Exercise details:
Give every entry again, word for word.

Exercise material:
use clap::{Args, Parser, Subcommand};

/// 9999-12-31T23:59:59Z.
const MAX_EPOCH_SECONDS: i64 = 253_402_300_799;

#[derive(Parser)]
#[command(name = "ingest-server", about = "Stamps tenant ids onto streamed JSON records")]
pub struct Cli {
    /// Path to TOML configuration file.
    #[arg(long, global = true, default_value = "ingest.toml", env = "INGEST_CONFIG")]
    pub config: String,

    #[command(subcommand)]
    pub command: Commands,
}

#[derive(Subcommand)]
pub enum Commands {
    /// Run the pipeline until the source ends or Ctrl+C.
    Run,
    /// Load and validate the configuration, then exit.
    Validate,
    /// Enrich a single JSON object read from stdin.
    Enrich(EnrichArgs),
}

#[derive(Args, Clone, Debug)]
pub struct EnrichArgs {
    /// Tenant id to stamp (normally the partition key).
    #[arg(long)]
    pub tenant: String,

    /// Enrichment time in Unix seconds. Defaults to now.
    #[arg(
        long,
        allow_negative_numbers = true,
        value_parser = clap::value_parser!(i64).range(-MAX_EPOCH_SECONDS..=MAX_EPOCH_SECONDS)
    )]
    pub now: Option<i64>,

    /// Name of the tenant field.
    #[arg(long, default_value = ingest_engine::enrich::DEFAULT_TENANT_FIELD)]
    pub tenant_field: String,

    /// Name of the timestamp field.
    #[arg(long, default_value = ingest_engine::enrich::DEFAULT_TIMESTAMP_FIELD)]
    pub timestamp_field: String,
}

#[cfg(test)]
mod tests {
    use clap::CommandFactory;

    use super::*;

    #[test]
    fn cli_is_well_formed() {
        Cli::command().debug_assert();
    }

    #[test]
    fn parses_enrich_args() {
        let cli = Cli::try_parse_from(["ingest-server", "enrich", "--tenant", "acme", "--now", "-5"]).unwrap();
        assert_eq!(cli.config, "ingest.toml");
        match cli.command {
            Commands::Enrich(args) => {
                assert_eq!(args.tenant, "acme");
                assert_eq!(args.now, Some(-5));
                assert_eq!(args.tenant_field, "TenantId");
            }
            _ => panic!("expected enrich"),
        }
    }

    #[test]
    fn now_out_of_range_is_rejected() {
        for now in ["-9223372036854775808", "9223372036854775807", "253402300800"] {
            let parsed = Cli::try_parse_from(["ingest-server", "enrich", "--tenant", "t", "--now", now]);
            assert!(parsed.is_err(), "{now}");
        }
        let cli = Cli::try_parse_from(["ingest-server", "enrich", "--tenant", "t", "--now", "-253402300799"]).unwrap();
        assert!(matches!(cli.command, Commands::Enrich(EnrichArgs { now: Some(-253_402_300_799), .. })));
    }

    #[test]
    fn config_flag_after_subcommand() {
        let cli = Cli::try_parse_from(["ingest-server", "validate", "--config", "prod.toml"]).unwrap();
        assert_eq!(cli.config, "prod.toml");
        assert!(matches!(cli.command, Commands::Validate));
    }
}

Task output:
use clap::{Args, Parser, Subcommand};

/// 9999-12-31T23:59:59Z.
const MAX_EPOCH_SECONDS: i64 = 253_402_300_799;

#[derive(Parser)]
#[command(name = "ingest-server", about = "Stamps tenant ids onto streamed JSON records")]
pub struct Cli {
    /// Path to TOML configuration file.
    #[arg(long, global = true, default_value = "ingest.toml", env = "INGEST_CONFIG")]
    pub config: String,

    #[command(subcommand)]
    pub command: Commands,
}

#[derive(Subcommand)]
pub enum Commands {
    /// Run the pipeline until the source ends or Ctrl+C.
    Run,
    /// Load and validate the configuration, then exit.
    Validate,
    /// Enrich a single JSON object read from stdin.
    Enrich(EnrichArgs),
}

#[derive(Args, Clone, Debug)]
pub struct EnrichArgs {
    /// Tenant id to stamp (normally the partition key).
    #[arg(long)]
    pub tenant: String,

    /// Enrichment time in Unix seconds. Defaults to now.
    #[arg(
        long,
        allow_negative_numbers = true,
        value_parser = clap::value_parser!(i64).range(-MAX_EPOCH_SECONDS..=MAX_EPOCH_SECONDS)
    )]
    pub now: Option<i64>,

    /// Name of the tenant field.
    #[arg(long, default_value = ingest_engine::enrich::DEFAULT_TENANT_FIELD)]
    pub tenant_field: String,

    /// Name of the timestamp field.
    #[arg(long, default_value = ingest_engine::enrich::DEFAULT_TIMESTAMP_FIELD)]
    pub timestamp_field: String,
}

#[cfg(test)]
mod tests {
    use clap::CommandFactory;

    use super::*;

    #[test]
    fn cli_is_well_formed() {
        Cli::command().debug_assert();
    }

    #[test]
    fn parses_enrich_args() {
        let cli = Cli::try_parse_from(["ingest-server", "enrich", "--tenant", "acme", "--now", "-5"]).unwrap();
        assert_eq!(cli.config, "ingest.toml");
        match cli.command {
            Commands::Enrich(args) => {
                assert_eq!(args.tenant, "acme");
                assert_eq!(args.now, Some(-5));
                assert_eq!(args.tenant_field, "TenantId");
            }
            _ => panic!("expected enrich"),
        }
    }

    #[test]
    fn now_out_of_range_is_rejected() {
        for now in ["-9223372036854775808", "9223372036854775807", "253402300800"] {
            let parsed = Cli::try_parse_from(["ingest-server", "enrich", "--tenant", "t", "--now", now]);
            assert!(parsed.is_err(), "{now}");
        }
        let cli = Cli::try_parse_from(["ingest-server", "enrich", "--tenant", "t", "--now", "-253402300799"]).unwrap();
        assert!(matches!(cli.command, Commands::Enrich(EnrichArgs { now: Some(-253_402_300_799), .. })));
    }

    #[test]
    fn config_flag_after_subcommand() {
        let cli = Cli::try_parse_from(["ingest-server", "validate", "--config", "prod.toml"]).unwrap();
        assert_eq!(cli.config, "prod.toml");
        assert!(matches!(cli.command, Commands::Validate));
    }
}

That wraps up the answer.